> [GOAL OF THE EXERCISE]: Give only the number of lines in these records that contain the word "BlocksWorld".

> [INPUT DATA]:
======
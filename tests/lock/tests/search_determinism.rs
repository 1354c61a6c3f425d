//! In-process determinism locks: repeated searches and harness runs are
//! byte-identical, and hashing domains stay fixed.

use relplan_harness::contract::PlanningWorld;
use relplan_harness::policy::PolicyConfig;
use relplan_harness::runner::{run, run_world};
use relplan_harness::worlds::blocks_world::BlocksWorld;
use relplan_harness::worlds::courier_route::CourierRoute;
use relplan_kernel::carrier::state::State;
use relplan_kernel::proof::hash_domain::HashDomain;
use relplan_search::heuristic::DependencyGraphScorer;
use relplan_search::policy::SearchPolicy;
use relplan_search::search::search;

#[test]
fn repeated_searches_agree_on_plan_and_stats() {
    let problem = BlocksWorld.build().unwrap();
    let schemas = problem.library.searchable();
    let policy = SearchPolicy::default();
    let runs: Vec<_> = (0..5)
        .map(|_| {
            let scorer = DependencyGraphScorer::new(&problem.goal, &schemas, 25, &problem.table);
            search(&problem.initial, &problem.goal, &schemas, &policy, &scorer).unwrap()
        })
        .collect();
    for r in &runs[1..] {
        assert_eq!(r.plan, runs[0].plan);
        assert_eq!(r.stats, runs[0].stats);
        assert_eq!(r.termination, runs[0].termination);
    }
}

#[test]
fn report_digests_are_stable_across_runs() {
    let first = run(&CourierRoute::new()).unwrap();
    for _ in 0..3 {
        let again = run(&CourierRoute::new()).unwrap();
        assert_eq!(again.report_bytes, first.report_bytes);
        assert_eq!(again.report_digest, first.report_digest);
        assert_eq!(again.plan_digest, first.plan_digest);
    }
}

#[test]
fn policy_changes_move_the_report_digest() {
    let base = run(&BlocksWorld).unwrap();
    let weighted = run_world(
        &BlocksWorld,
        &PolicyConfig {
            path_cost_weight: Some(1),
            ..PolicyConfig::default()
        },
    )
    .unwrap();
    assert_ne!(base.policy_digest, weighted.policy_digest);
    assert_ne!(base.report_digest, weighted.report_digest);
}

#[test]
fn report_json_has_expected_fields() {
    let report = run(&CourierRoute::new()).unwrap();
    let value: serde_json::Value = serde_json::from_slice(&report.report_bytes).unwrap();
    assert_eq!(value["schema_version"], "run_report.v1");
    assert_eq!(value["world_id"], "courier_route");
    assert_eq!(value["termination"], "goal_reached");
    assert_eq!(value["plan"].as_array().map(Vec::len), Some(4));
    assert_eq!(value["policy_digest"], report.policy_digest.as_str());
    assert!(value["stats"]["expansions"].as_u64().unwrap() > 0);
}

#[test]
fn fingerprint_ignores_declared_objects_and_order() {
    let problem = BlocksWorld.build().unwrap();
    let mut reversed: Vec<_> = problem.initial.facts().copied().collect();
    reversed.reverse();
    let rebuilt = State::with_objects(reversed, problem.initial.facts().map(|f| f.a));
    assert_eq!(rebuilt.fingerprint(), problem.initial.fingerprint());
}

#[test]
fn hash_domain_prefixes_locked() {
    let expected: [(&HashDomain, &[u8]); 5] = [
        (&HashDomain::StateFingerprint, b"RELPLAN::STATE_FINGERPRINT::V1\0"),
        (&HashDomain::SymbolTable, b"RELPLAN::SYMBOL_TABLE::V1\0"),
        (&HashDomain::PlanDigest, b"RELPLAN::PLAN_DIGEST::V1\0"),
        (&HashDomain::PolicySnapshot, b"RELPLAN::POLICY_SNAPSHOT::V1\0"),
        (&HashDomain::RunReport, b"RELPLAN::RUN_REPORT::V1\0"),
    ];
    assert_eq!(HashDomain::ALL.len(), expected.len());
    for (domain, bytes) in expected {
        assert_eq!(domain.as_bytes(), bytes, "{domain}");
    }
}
======
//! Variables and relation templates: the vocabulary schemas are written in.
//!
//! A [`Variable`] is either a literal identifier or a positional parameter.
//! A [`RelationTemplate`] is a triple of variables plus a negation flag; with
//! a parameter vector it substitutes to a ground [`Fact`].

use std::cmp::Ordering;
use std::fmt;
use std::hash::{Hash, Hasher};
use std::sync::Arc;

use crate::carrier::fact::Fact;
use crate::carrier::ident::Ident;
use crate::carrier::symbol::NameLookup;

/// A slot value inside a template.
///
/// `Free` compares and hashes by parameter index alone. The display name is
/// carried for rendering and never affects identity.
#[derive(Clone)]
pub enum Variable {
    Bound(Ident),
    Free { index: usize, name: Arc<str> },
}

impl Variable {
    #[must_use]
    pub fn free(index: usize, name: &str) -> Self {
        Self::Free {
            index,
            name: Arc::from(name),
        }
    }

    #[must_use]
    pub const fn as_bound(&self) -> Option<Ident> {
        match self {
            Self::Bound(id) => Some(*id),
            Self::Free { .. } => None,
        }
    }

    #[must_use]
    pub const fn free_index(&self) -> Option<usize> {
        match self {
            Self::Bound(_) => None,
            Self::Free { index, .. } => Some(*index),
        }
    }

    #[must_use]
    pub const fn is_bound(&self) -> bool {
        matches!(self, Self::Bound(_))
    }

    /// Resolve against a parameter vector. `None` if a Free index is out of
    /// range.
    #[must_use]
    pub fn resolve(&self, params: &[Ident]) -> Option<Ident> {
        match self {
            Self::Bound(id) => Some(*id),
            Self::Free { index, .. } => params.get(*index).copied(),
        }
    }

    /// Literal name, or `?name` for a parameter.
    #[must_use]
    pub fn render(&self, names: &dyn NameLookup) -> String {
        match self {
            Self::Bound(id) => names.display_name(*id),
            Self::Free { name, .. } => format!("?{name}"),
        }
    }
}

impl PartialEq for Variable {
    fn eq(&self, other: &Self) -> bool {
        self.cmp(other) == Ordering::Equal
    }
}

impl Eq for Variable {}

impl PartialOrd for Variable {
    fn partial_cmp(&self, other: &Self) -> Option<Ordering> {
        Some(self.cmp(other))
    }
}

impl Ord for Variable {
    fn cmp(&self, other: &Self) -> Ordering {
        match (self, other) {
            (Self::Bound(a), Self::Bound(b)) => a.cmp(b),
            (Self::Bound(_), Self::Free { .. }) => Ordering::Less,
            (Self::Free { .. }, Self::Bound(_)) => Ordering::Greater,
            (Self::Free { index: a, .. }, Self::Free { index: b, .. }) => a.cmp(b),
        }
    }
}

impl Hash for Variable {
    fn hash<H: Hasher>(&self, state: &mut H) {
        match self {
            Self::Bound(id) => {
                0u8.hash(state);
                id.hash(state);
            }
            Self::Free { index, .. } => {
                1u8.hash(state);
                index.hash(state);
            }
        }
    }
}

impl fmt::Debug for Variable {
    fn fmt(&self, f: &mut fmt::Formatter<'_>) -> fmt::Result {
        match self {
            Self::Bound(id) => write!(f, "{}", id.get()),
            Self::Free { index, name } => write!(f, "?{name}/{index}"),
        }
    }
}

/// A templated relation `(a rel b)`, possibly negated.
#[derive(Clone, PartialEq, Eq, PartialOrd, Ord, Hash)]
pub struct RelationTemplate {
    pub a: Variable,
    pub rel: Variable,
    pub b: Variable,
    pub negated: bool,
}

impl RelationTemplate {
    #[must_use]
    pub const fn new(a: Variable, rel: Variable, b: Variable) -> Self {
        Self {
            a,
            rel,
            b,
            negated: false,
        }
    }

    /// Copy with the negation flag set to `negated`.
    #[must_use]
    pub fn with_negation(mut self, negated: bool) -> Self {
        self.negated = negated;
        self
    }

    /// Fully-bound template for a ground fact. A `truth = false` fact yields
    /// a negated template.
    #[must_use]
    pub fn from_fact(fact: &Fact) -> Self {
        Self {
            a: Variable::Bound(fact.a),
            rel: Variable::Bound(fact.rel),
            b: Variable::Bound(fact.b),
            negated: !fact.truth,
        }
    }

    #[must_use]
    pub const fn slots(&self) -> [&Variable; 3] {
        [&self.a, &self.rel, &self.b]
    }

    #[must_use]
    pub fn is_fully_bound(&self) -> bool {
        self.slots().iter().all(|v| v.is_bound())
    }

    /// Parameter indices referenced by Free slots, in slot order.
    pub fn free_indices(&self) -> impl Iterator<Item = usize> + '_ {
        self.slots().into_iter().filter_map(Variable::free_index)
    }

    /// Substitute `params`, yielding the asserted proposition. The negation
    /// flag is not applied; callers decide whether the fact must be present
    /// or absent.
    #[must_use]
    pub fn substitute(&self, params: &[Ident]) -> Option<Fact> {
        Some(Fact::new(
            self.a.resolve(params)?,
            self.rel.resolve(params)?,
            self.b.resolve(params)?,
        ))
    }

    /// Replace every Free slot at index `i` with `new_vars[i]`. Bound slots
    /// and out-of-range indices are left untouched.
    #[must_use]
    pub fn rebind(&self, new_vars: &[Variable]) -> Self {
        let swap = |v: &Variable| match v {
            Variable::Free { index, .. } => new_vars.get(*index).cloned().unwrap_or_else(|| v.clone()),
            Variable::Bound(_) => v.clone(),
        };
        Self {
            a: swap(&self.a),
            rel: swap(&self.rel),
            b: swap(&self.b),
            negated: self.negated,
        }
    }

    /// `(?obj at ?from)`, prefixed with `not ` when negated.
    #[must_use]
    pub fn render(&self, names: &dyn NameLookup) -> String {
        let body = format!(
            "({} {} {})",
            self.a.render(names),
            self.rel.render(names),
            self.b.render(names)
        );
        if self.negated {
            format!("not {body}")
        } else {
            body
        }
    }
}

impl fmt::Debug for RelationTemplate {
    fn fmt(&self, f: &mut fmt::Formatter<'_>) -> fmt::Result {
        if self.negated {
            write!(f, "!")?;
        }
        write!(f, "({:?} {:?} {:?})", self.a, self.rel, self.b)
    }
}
======
> [SOLUTION TO THE EXERCISE]: 5